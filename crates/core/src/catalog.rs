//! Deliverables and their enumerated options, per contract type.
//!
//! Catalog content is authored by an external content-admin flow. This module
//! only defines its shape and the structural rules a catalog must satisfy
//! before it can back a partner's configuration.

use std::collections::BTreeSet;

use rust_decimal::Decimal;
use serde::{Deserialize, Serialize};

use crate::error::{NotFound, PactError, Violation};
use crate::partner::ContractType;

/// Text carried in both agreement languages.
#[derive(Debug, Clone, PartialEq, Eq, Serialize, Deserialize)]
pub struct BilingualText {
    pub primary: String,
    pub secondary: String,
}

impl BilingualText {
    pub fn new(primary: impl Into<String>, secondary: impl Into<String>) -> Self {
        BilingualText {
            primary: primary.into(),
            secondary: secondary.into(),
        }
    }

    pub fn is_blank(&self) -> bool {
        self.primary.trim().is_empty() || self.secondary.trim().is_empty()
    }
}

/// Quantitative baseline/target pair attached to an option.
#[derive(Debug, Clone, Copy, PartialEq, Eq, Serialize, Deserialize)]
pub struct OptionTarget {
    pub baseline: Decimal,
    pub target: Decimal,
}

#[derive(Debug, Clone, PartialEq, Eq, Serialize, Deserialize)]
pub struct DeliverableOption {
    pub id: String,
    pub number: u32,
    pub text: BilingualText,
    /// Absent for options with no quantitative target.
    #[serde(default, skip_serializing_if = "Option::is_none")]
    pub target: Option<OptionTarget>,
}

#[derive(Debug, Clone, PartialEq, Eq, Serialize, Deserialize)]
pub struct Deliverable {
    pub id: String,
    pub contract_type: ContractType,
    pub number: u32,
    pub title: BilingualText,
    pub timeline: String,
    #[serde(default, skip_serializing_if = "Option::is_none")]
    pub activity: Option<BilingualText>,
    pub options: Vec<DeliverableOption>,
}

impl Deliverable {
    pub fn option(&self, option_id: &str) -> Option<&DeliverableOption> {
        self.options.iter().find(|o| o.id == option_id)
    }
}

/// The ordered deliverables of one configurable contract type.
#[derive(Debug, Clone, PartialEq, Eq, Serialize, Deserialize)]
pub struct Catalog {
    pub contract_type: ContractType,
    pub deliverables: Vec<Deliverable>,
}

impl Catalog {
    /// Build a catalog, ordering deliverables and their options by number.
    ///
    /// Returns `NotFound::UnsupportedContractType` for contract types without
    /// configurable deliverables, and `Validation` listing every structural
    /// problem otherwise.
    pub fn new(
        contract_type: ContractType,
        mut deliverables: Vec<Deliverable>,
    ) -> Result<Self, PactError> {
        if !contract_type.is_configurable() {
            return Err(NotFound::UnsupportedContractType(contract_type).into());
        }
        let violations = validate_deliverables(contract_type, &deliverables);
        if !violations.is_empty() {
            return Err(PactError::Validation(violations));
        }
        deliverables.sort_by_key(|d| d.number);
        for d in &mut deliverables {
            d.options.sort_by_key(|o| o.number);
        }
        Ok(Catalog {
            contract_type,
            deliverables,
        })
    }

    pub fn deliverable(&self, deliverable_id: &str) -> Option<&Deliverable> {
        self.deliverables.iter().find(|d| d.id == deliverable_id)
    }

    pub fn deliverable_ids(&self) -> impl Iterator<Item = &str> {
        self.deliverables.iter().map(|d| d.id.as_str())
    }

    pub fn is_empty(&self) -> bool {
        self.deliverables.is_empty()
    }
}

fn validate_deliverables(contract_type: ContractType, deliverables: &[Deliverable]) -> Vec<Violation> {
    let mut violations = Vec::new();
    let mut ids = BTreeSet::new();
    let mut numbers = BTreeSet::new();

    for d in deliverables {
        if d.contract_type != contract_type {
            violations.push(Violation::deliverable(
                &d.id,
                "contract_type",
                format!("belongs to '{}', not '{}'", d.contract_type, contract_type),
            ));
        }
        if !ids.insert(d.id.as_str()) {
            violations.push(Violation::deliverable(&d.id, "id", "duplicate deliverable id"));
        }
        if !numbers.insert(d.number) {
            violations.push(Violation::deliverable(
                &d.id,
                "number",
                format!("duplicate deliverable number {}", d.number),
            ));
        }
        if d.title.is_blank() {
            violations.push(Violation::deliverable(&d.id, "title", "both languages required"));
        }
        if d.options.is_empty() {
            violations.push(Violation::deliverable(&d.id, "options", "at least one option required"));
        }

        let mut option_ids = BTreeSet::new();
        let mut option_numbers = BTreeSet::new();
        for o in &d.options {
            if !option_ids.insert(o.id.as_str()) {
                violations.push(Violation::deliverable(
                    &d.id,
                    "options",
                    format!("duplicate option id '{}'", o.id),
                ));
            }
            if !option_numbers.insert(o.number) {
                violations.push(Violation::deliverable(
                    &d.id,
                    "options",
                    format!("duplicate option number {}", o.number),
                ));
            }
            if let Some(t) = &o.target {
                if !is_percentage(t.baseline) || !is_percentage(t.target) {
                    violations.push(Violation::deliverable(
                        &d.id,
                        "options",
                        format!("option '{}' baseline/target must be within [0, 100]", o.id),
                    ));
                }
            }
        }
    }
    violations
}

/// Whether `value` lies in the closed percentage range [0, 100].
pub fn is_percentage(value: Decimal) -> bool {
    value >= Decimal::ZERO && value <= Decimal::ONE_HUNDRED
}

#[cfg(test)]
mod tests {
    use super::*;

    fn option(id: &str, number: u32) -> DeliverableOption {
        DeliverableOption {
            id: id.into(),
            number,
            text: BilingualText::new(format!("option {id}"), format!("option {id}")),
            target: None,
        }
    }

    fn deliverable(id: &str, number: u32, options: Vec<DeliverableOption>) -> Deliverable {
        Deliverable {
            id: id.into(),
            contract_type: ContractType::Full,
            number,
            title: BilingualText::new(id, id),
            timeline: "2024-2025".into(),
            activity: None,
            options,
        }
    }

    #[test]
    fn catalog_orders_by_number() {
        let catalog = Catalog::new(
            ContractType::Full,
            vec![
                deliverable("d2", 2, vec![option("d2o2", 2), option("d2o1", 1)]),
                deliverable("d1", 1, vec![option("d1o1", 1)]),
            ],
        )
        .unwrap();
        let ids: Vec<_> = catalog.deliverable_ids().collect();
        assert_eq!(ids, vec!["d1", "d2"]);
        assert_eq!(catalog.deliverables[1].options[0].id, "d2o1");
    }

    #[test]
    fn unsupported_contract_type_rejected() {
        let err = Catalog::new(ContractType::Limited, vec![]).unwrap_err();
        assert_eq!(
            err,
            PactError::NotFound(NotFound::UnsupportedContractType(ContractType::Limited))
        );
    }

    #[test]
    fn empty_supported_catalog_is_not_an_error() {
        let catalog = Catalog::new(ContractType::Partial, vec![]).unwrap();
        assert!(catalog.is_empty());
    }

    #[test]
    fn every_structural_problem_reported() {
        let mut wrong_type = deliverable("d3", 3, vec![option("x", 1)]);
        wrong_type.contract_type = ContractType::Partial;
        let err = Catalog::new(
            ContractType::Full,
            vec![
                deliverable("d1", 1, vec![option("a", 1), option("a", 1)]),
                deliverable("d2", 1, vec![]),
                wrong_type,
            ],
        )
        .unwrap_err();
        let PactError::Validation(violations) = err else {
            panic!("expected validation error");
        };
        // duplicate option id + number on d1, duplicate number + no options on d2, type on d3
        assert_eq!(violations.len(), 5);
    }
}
● ● ● ●
What the task asks — The answer must consist of every line from the entries above that contains "languages".

Answer box —
/// Text carried in both agreement languages.
            violations.push(Violation::deliverable(&d.id, "title", "both languages required"));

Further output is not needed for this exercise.